Riyadh ospiterà la quarta edizione del Forum mondiale UNESCO sull’etica dell’intelligenza artificiale 2026, un evento volto a supportare il dialogo globale sulle tecnologie emergenti.
Come ha riferito l’agenzia di stampa saudita SPA il 9 agosto 2026, il Ministro della Cultura e presidente della Commissione Nazionale Saudita per l’Educazione, la Cultura e la Scienza, il Principe Badr bin Abdullah bin Farhan, ha dichiarato che l’evento riflette l’impegno del Regno per l’uso responsabile ed etico dell’IA a beneficio dell’uomo e dello sviluppo sostenibile.
La partnership coinvolge l’Autorità saudita per i dati e l’intelligenza artificiale (SDAIA), l’UNESCO e l’International Center for AI Research and Ethics (ICAIRE) per sviluppare politiche e pratiche legate all’etica dell’IA e favorire lo scambio di competenze tra le nazioni.

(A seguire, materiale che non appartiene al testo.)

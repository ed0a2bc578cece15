//! Latency Monitor
//!
//! Every connection is pinged on a fixed schedule. A pong carries the ping's
//! sequence number back; half the round trip is the connection's latency.
//! Slow connections are warned about, very slow ones are closed.

use std::sync::Arc;
use std::time::Duration;
use tokio::task::JoinHandle;
use tokio::time::{Instant, MissedTickBehavior};

use super::registry::Outbound;
use super::Hub;
use crate::websocket::ServerFrame;

/// Number of outstanding pings remembered per connection
pub const PING_RING_SIZE: usize = 1024;

/// What a pong turned out to be
#[derive(Debug, Clone, Copy, PartialEq)]
pub enum PongOutcome {
    /// One-way latency in milliseconds
    Measured(f64),
    /// Unknown, future or overwritten sequence number
    Stale,
}

/// How a measured latency compares to the configured limits
#[derive(Debug, Clone, Copy, PartialEq, Eq)]
pub enum LatencyVerdict {
    Healthy,
    High,
    Excessive,
}

/// Classify a latency against the warn and close thresholds
pub fn classify(latency_ms: f64, warn: Duration, close: Duration) -> LatencyVerdict {
    let ms = |d: Duration| d.as_secs_f64() * 1000.0;
    if latency_ms > ms(close) {
        LatencyVerdict::Excessive
    } else if latency_ms > ms(warn) {
        LatencyVerdict::High
    } else {
        LatencyVerdict::Healthy
    }
}

/// Ring buffer of ping send times, indexed by sequence number
#[derive(Debug)]
pub struct PingTracker {
    sent: Vec<Option<Instant>>,
    next_seq: u64,
    latency_ms: Option<f64>,
}

impl PingTracker {
    pub fn new() -> Self {
        Self {
            sent: vec![None; PING_RING_SIZE],
            next_seq: 0,
            latency_ms: None,
        }
    }

    /// Record a ping sent at `now` and return its sequence number
    pub fn record_ping(&mut self, now: Instant) -> u64 {
        let seq = self.next_seq;
        self.sent[slot(seq)] = Some(now);
        self.next_seq += 1;
        seq
    }

    /// Match a pong against the ring
    pub fn record_pong(&mut self, seq: u64, now: Instant) -> PongOutcome {
        if seq >= self.next_seq || self.next_seq - seq > PING_RING_SIZE as u64 {
            return PongOutcome::Stale;
        }
        let Some(sent) = self.sent[slot(seq)] else {
            return PongOutcome::Stale;
        };

        let latency = now.saturating_duration_since(sent).as_secs_f64() * 1000.0 / 2.0;
        self.latency_ms = Some(latency);
        PongOutcome::Measured(latency)
    }

    /// Most recent latency measurement
    pub fn latency_ms(&self) -> Option<f64> {
        self.latency_ms
    }

    pub fn next_seq(&self) -> u64 {
        self.next_seq
    }
}

impl Default for PingTracker {
    fn default() -> Self {
        Self::new()
    }
}

fn slot(seq: u64) -> usize {
    (seq % PING_RING_SIZE as u64) as usize
}

impl Hub {
    /// Send one ping to every open connection
    ///
    /// Returns the number of pings queued.
    pub async fn send_pings(&self) -> usize {
        let now = Instant::now();
        let mut state = self.state.lock().await;
        let mut sent = 0;

        for connection in state.registry.connections_mut() {
            if connection.is_closing() {
                continue;
            }
            let seq = connection.pings.record_ping(now);
            match (ServerFrame::Ping { seq }).to_json() {
                Ok(text) => {
                    if connection.send(Outbound::Frame(text.into())) {
                        sent += 1;
                    }
                }
                Err(e) => tracing::warn!(error = %e, "Failed to encode ping"),
            }
        }

        tracing::trace!(pings = sent, "Pings sent");
        sent
    }

    /// Handle a pong from a connection
    ///
    /// Returns the measured latency in milliseconds, or None for stale pongs
    /// and unknown connections.
    pub async fn handle_pong(&self, id: &str, seq: u64) -> Option<f64> {
        self.handle_pong_at(id, seq, Instant::now()).await
    }

    pub(crate) async fn handle_pong_at(&self, id: &str, seq: u64, now: Instant) -> Option<f64> {
        let mut state = self.state.lock().await;
        let connection = state.registry.get_mut(id)?;

        let latency = match connection.pings.record_pong(seq, now) {
            PongOutcome::Measured(latency) => latency,
            PongOutcome::Stale => {
                tracing::debug!(connection_id = %id, seq, "Ignoring stale pong");
                return None;
            }
        };

        match classify(latency, self.config.latency_warn, self.config.latency_close) {
            LatencyVerdict::Healthy => {
                tracing::trace!(connection_id = %id, latency_ms = latency, "Pong");
            }
            LatencyVerdict::High => {
                tracing::warn!(connection_id = %id, latency_ms = latency, "High connection latency");
            }
            LatencyVerdict::Excessive => {
                tracing::error!(
                    connection_id = %id,
                    latency_ms = latency,
                    "Connection latency too high, closing"
                );
                state.close_connection(id);
            }
        }
        Some(latency)
    }

    /// Start the periodic ping loop
    pub fn start_ping_loop(self: &Arc<Self>) -> JoinHandle<()> {
        let hub = Arc::downgrade(self);
        let period = self.config.ping_interval;
        tokio::spawn(async move {
            let mut interval = tokio::time::interval(period);
            interval.set_missed_tick_behavior(MissedTickBehavior::Delay);
            loop {
                interval.tick().await;
                let Some(hub) = hub.upgrade() else { break };
                hub.send_pings().await;
            }
        })
    }
}

#[cfg(test)]
mod tests {
    use super::*;
    use crate::hub::test_support::{drain, hub_with_source};
    use tokio::sync::mpsc;

    #[test]
    fn test_classify() {
        let warn = Duration::from_millis(1000);
        let close = Duration::from_millis(10000);
        assert_eq!(classify(20.0, warn, close), LatencyVerdict::Healthy);
        assert_eq!(classify(1000.0, warn, close), LatencyVerdict::Healthy);
        assert_eq!(classify(1500.0, warn, close), LatencyVerdict::High);
        assert_eq!(classify(10001.0, warn, close), LatencyVerdict::Excessive);
    }

    #[test]
    fn test_tracker_measures_half_round_trip() {
        let mut tracker = PingTracker::new();
        let start = Instant::now();
        for _ in 0..5 {
            tracker.record_ping(start);
        }
        let seq = tracker.record_ping(start);
        assert_eq!(seq, 5);

        let outcome = tracker.record_pong(5, start + Duration::from_millis(40));
        assert_eq!(outcome, PongOutcome::Measured(20.0));
        assert_eq!(tracker.latency_ms(), Some(20.0));
    }

    #[test]
    fn test_tracker_discards_stale_pongs() {
        let mut tracker = PingTracker::new();
        let start = Instant::now();

        // Nothing sent yet
        assert_eq!(tracker.record_pong(0, start), PongOutcome::Stale);

        tracker.record_ping(start);
        // Future sequence number
        assert_eq!(tracker.record_pong(3, start), PongOutcome::Stale);

        for _ in 0..PING_RING_SIZE {
            tracker.record_ping(start);
        }
        // Slot for seq 0 has been overwritten
        assert_eq!(tracker.record_pong(0, start), PongOutcome::Stale);
        assert!(matches!(tracker.record_pong(1, start), PongOutcome::Measured(_)));
    }

    #[tokio::test(start_paused = true)]
    async fn test_pong_sets_latency() {
        let (hub, _source) = hub_with_source();
        let (tx, mut rx) = mpsc::unbounded_channel();
        let id = hub.register(tx).await.unwrap();

        for _ in 0..6 {
            hub.send_pings().await;
        }
        let frames = drain(&mut rx);
        assert!(frames.iter().any(|f| f == r#"["p",{"s":5}]"#));

        tokio::time::sleep(Duration::from_millis(40)).await;
        let latency = hub.handle_pong(&id, 5).await.unwrap();
        assert!((latency - 20.0).abs() < 1e-6);
        assert_eq!(hub.connection_latency(&id).await, Some(latency));
    }

    #[tokio::test(start_paused = true)]
    async fn test_excessive_latency_closes_connection() {
        let (hub, _source) = hub_with_source();
        let (tx, mut rx) = mpsc::unbounded_channel();
        let id = hub.register(tx).await.unwrap();
        hub.set_interest(&id, "/imu", None).await.unwrap();

        hub.send_pings().await;
        tokio::time::sleep(Duration::from_secs(30)).await;
        let latency = hub.handle_pong(&id, 0).await.unwrap();
        assert!(latency > 10000.0);

        assert_eq!(hub.connection_count().await, 0);
        assert_eq!(hub.subscriber_count("/imu").await, 0);

        let mut saw_close = false;
        while let Ok(outbound) = rx.try_recv() {
            saw_close |= outbound == Outbound::Close;
        }
        assert!(saw_close);

        // A late pong after eviction is ignored
        assert_eq!(hub.handle_pong(&id, 0).await, None);
    }

    #[tokio::test]
    async fn test_ping_skips_closing_connections() {
        let (hub, _source) = hub_with_source();
        let (tx, rx) = mpsc::unbounded_channel();
        hub.register(tx).await.unwrap();
        drop(rx);

        assert_eq!(hub.send_pings().await, 0);
    }
}
//! Data Sources
//!
//! The hub talks to the system producing topics through the [`DataSource`]
//! trait: list the topic catalog, open and close feeds, resolve schemas and
//! publish messages back.
//!
//! - [`MemorySource`]: in-process implementation backing the demo and tests
//! - [`VirtualTopics`]: reserved topic names bound to built-in feeds

mod demo;
mod memory;
mod virtual_topics;

pub use demo::spawn_demo_publisher;
pub use memory::{MemorySource, PublishedMessage};
pub use virtual_topics::{
    ProcessListFeed, SystemStatsFeed, VirtualFeed, VirtualFeedFactory, VirtualFeedHandle,
    VirtualTopics, PROCESS_LIST_TOPIC, SYSTEM_STATS_TOPIC,
};

use async_trait::async_trait;
use std::collections::BTreeMap;
use std::sync::Arc;
use std::time::Duration;
use tokio::sync::mpsc;

use crate::codec::{Message, Schema, SchemaResolver, Time};

/// Topic name → type identifier
pub type TopicCatalog = BTreeMap<String, String>;

/// Identifier of an open feed, used to close it again
#[derive(Debug, Clone, Copy, PartialEq, Eq, Hash)]
pub struct FeedId(pub u64);

/// One message delivered by a feed
#[derive(Debug, Clone)]
pub struct FeedItem {
    pub message: Message,
    /// Time the source produced or received the message
    pub timestamp: Time,
}

impl FeedItem {
    pub fn new(message: Message) -> Self {
        Self {
            message,
            timestamp: Time::now(),
        }
    }
}

/// A live subscription handed out by a data source
#[derive(Debug)]
pub struct Feed {
    pub id: FeedId,
    pub items: mpsc::Receiver<FeedItem>,
}

/// Contract every data source implements
#[async_trait]
pub trait DataSource: SchemaResolver + Send + Sync {
    /// Short name used in logs
    fn name(&self) -> &str;

    /// Current topic catalog
    async fn list_topics(&self) -> Result<TopicCatalog, SourceError>;

    /// Open a feed on a topic
    ///
    /// `min_interval` is a hint; the source may deliver faster.
    async fn subscribe(
        &self,
        topic: &str,
        type_id: &str,
        min_interval: Duration,
    ) -> Result<Feed, SourceError>;

    /// Close a feed; unknown ids are ignored
    async fn unsubscribe(&self, id: FeedId) -> Result<(), SourceError>;

    /// Prepare an outbound channel for a topic
    async fn advertise(&self, topic: &str, type_id: &str) -> Result<(), SourceError>;

    /// Publish a structured message on a topic
    async fn publish(&self, topic: &str, type_id: &str, message: Message)
        -> Result<(), SourceError>;

    /// Resolve a type identifier to its schema
    fn resolve_schema(&self, type_id: &str) -> Result<Arc<Schema>, SourceError> {
        self.resolve(type_id)
            .ok_or_else(|| SourceError::UnknownType(type_id.to_string()))
    }
}

/// Errors raised by data sources
#[derive(Debug, thiserror::Error)]
pub enum SourceError {
    #[error("Data source unavailable: {0}")]
    Unavailable(String),

    #[error("Topic not found: {0}")]
    TopicNotFound(String),

    #[error("Unknown message type: {0}")]
    UnknownType(String),

    #[error("Topic {topic} is advertised as {advertised}, not {requested}")]
    TypeMismatch {
        topic: String,
        advertised: String,
        requested: String,
    },

    #[error("Lock error: {0}")]
    Lock(String),
}
//! Tree Conversion
//!
//! Converts structured [`Message`]s to plain JSON trees for the wire, and
//! plain trees back into structured messages for the publish path.
//!
//! Encoding is driven by the value variants. Decoding is driven by the target
//! schema: unknown input fields are ignored and malformed primitives are
//! dropped, leaving the field at its default.

use base64::engine::general_purpose::STANDARD as BASE64;
use base64::Engine;
use serde_json::{Map, Number, Value};

use super::schema::{ElementKind, FieldKind, PrimitiveType, Schema, SchemaResolver};
use super::value::{FieldValue, Message, Time};
use super::CodecError;

const SEC_KEYS: [&str; 2] = ["sec", "secs"];
const NSEC_KEYS: [&str; 4] = ["nanosec", "nsecs", "nsec", "nanosecs"];

// ============================================
// ENCODE
// ============================================

/// Encode a structured message into a plain JSON object
pub fn encode(message: &Message) -> Map<String, Value> {
    message
        .fields()
        .iter()
        .map(|(name, value)| (name.clone(), encode_value(value)))
        .collect()
}

/// Encode a single field value
pub fn encode_value(value: &FieldValue) -> Value {
    match value {
        FieldValue::Bool(b) => Value::Bool(*b),
        FieldValue::Int(i) => Value::from(*i),
        FieldValue::UInt(u) => Value::from(*u),
        FieldValue::Float(f) => Number::from_f64(*f).map(Value::Number).unwrap_or(Value::Null),
        FieldValue::String(s) => Value::String(s.clone()),
        FieldValue::Bytes(bytes) => Value::String(BASE64.encode(bytes)),
        FieldValue::Time(t) => encode_time(*t),
        FieldValue::Message(m) => match time_like(m) {
            Some(t) => encode_time(t),
            None => Value::Object(encode(m)),
        },
        FieldValue::Array(items) => Value::Array(items.iter().map(encode_value).collect()),
        FieldValue::Raw(v) => v.clone(),
    }
}

fn encode_time(t: Time) -> Value {
    let mut map = Map::new();
    map.insert("sec".to_string(), Value::from(t.sec));
    map.insert("nanosec".to_string(), Value::from(t.nanosec));
    Value::Object(map)
}

/// A nested message holding exactly a seconds and a nanoseconds field
fn time_like(message: &Message) -> Option<Time> {
    if message.len() != 2 {
        return None;
    }
    let sec = SEC_KEYS.iter().find_map(|k| message.get(k)).and_then(as_i64)?;
    let nsec = NSEC_KEYS.iter().find_map(|k| message.get(k)).and_then(as_i64)?;
    Some(Time::normalized(sec, nsec))
}

fn as_i64(value: &FieldValue) -> Option<i64> {
    match value {
        FieldValue::Int(i) => Some(*i),
        FieldValue::UInt(u) => i64::try_from(*u).ok(),
        _ => None,
    }
}

// ============================================
// DECODE
// ============================================

/// Decode a plain JSON tree into a message of the given type
pub fn decode<R>(resolver: &R, type_id: &str, tree: &Value) -> Result<Message, CodecError>
where
    R: SchemaResolver + ?Sized,
{
    let schema = resolver
        .resolve(type_id)
        .ok_or_else(|| CodecError::UnknownType(type_id.to_string()))?;
    let object = tree
        .as_object()
        .ok_or_else(|| CodecError::NotAnObject(type_id.to_string()))?;
    Ok(decode_object(resolver, &schema, object))
}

Il forum fungerà da piattaforma per decisori, esperti e ricercatori per formulare soluzioni di governance dell’IA, in linea con gli obiettivi di Vision 2030 per un futuro digitale inclusivo e sostenibile. La fonte non specifica la durata dell’evento né il numero di partecipanti previsti.
Qual è l’obiettivo del Forum UNESCO 2026? L’evento mira a promuovere l’uso responsabile ed etico dell’intelligenza artificiale per servire l’umanità e lo sviluppo sostenibile. Fornirà inoltre una piattaforma per decisori, esperti e ricercatori per scambiare visioni e formulare soluzioni pratiche di governance dell’IA.

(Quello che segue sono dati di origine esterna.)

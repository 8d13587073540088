use std::path::{Path, PathBuf};

/// Catalog file name looked up when no explicit path is given.
pub const CATALOG_FILE: &str = "stoker.yaml";

/// Resolve the catalog file path.
///
/// Priority:
/// 1. `--catalog` flag / `STOKER_CATALOG` env var (passed in as `explicit`)
/// 2. Walk upward from the cwd looking for `stoker.yaml`
pub fn resolve_catalog(explicit: Option<&Path>) -> anyhow::Result<PathBuf> {
    if let Some(p) = explicit {
        return Ok(p.to_path_buf());
    }

    let cwd = std::env::current_dir().unwrap_or_else(|_| PathBuf::from("."));
    match search_upward(&cwd) {
        Some(path) => Ok(path),
        None => anyhow::bail!(
            "no {CATALOG_FILE} found here or in any parent directory; run 'stoker init'"
        ),
    }
}

fn search_upward(start: &Path) -> Option<PathBuf> {
    let mut dir = start;
    loop {
        let candidate = dir.join(CATALOG_FILE);
        if candidate.is_file() {
            return Some(candidate);
        }
        dir = dir.parent()?;
    }
}
use crate::output::print_json;
use crate::root;
use anyhow::Context;
use std::path::Path;
use stoker_core::catalog::{ActionKey, Catalog};
use stoker_core::dispatch::Dispatcher;

pub fn run(catalog_path: Option<&Path>, name: &str, json: bool) -> anyhow::Result<()> {
    let path = root::resolve_catalog(catalog_path)?;
    let catalog =
        Catalog::load(&path).with_context(|| format!("failed to load {}", path.display()))?;
    let action = catalog.find(name)?;
    let endpoint = Dispatcher::endpoint(action.is_chained());

    if json {
        return print_json(&serde_json::json!({
            "action": action,
            "endpoint": endpoint,
        }));
    }

    println!("Name:        {}", action.name);
    println!("Label:       {}", action.label);
    println!("Namespace:   {}", action.namespace);
    println!("Mode:        {}", action.mode());
    println!("Endpoint:    POST {endpoint}");
    if !action.description.is_empty() {
        println!("Description: {}", action.description);
    }

    match &action.key {
        ActionKey::Single(job) => {
            println!("Job:         {job}");
            if let Some(kwargs) = &action.kwargs {
                println!("Defaults:");
                for (k, v) in kwargs {
                    println!("  {k}: {v}");
                }
            }
        }
        ActionKey::Chained(steps) => {
            println!("Steps:");
            for (i, step) in steps.iter().enumerate() {
                println!("  {}. {}", i + 1, step.action);
                if let Some(kwargs) = &step.kwargs {
                    for (k, v) in kwargs {
                        println!("     {k}: {v}");
                    }
                }
            }
        }
    }

    if action.parameters.is_empty() {
        println!("Parameters:  (none)");
    } else {
        println!("Parameters:  {}", action.parameters.join(", "));
    }
    Ok(())
}
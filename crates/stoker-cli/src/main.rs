mod cmd;
mod output;
mod root;

use clap::{Parser, Subcommand};
use std::path::PathBuf;

#[derive(Parser)]
#[command(
    name = "stoker",
    about = "Trigger named jobs on a task-queue backend",
    version,
    propagate_version = true
)]
struct Cli {
    /// Catalog file (default: walk upward from the cwd for stoker.yaml)
    #[arg(long, global = true, env = "STOKER_CATALOG")]
    catalog: Option<PathBuf>,

    /// Output as JSON
    #[arg(long, global = true, short = 'j')]
    json: bool,

    #[command(subcommand)]
    command: Commands,
}

#[derive(Subcommand)]
enum Commands {
    /// Scaffold stoker.yaml with the stock catalog
    Init,

    /// List the actions in the catalog
    List {
        /// Only show actions in this namespace
        #[arg(long)]
        namespace: Option<String>,
    },

    /// Show one action in full
    Show {
        /// Action name as listed in the catalog
        name: String,
    },

    /// Check the catalog for common mistakes
    Validate,

    /// Build the request for one action and submit it
    Trigger {
        /// Action name as listed in the catalog
        name: String,

        /// User parameter as KEY=VALUE (repeatable; empty values allowed)
        #[arg(short = 'p', long = "param", value_name = "KEY=VALUE")]
        params: Vec<String>,

        /// Override the catalog's backend base URL
        #[arg(long)]
        backend: Option<String>,

        /// Print the endpoint and payload instead of sending
        #[arg(long)]
        dry_run: bool,
    },
}

fn main() {
    let cli = Cli::parse();

    tracing_subscriber::fmt()
        .with_env_filter(
            tracing_subscriber::EnvFilter::from_default_env()
                .add_directive(tracing::Level::WARN.into()),
        )
        .with_target(false)
        .init();

    let catalog = cli.catalog.as_deref();

    let result = match cli.command {
        Commands::Init => cmd::init::run(catalog),
        Commands::List { namespace } => cmd::list::run(catalog, namespace.as_deref(), cli.json),
        Commands::Show { name } => cmd::show::run(catalog, &name, cli.json),
        Commands::Validate => cmd::validate::run(catalog, cli.json),
        Commands::Trigger {
            name,
            params,
            backend,
            dry_run,
        } => cmd::trigger::run(catalog, &name, &params, backend.as_deref(), dry_run, cli.json),
    };

    if let Err(e) = result {
        // Print the full error chain (anyhow's alternate Display)
        eprintln!("error: {e:#}");
        std::process::exit(1);
    }
}
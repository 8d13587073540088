use crate::root;
use anyhow::Context;
use std::path::{Path, PathBuf};
use stoker_core::catalog::Catalog;

/// The catalog scaffolded by `stoker init`: the stock corpus-processing
/// action set. Every entry must pass the load-time invariants.
const STOCK_CATALOG: &str = r#"# Catalog of backend jobs an operator can trigger with `stoker trigger`.
# Scheduling, execution, retries, and status reporting live in the backend
# and its dashboard; this file only declares what can be submitted.
backend: http://localhost:5000

actions:
  - name: start_digest
    label: Digest
    namespace: all
    description: >-
      Prepare the backend by digesting all of the applicable content in the
      specified corpus. A necessary first step.
    key: start_digest
    chain: false

  - name: convert_ms_to_pdfs
    label: Convert MS to PDFs
    namespace: ms_word
    description: Process MS documents by converting them to PDFs.
    key:
      - action: doc_to_pdf_supervisor_digest
      - action: docx_to_pdf_supervisor_digest
    chain: true

  - name: split_pdfs
    label: Split PDFs
    namespace: ms_word
    description: Split multi-page PDFs into per-page documents.
    key:
      - action: split_pdfs_supervisor_digest
    chain: true

  - name: find_pdf_type
    label: Determine type of PDF
    namespace: ms_word
    description: Determine if a PDF is scanned or born-digital.
    key:
      - action: find_pdf_type_supervisor_digest
    chain: true

  - name: pdf_to_images
    label: Convert PDF to images
    namespace: ms_word
    description: Convert PDFs to images.
    key:
      - action: pdf_to_image_supervisor_digest
    chain: true

  - name: visualize
    label: Visualize a specific PDF or image
    namespace: pdfs
    description: Pull up a specific file from the corpus in LabelStudio.
    key: show_me_in_labelstudio
    chain: false
    kwargs:
      query: 'match (d:File) where d.nodeID = "{nodeID}" return d.nodeID as nodeID, d.corpusPath as file, d.fileExtension as extension, d.originalPath as originalPath'
      title: 'visualize {nodeID}'
    parameters: [api, nodeID, configuration]

  - name: upload_to_labelstudio
    label: Upload a corpus to LabelStudio
    namespace: all
    description: Upload a corpus (in JSONL format) to LabelStudio to label.
    key: upload_to_labelstudio
    chain: false
    parameters: [jsonl, api, title, configuration]
"#;

pub fn run(explicit: Option<&Path>) -> anyhow::Result<()> {
    let path = explicit
        .map(Path::to_path_buf)
        .unwrap_or_else(|| PathBuf::from(root::CATALOG_FILE));

    if path.exists() {
        println!("exists:  {}", path.display());
        return Ok(());
    }

    Catalog::parse(STOCK_CATALOG).context("stock catalog is malformed")?;
    std::fs::write(&path, STOCK_CATALOG)
        .with_context(|| format!("failed to write {}", path.display()))?;
    println!("created: {}", path.display());
    println!("Next: stoker list");
    Ok(())
}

Quali enti collaborano per l’organizzazione? L’iniziativa vede la partnership tra l’Autorità saudita per i dati e l’intelligenza artificiale (SDAIA) e l’UNESCO. Al progetto collabora anche l’International Center for AI Research and Ethics (ICAIRE) per integrare politiche e pratiche internazionali.
In che modo l’evento si collega a Vision 2030? L’ospitazione del forum a Riyadh consolida il ruolo del Regno come centro globale per il dialogo sui dati e l’IA. Tale iniziativa è coerente con gli obiettivi di Vision 2030 per costruire un futuro digitale più responsabile, inclusivo e sostenibile.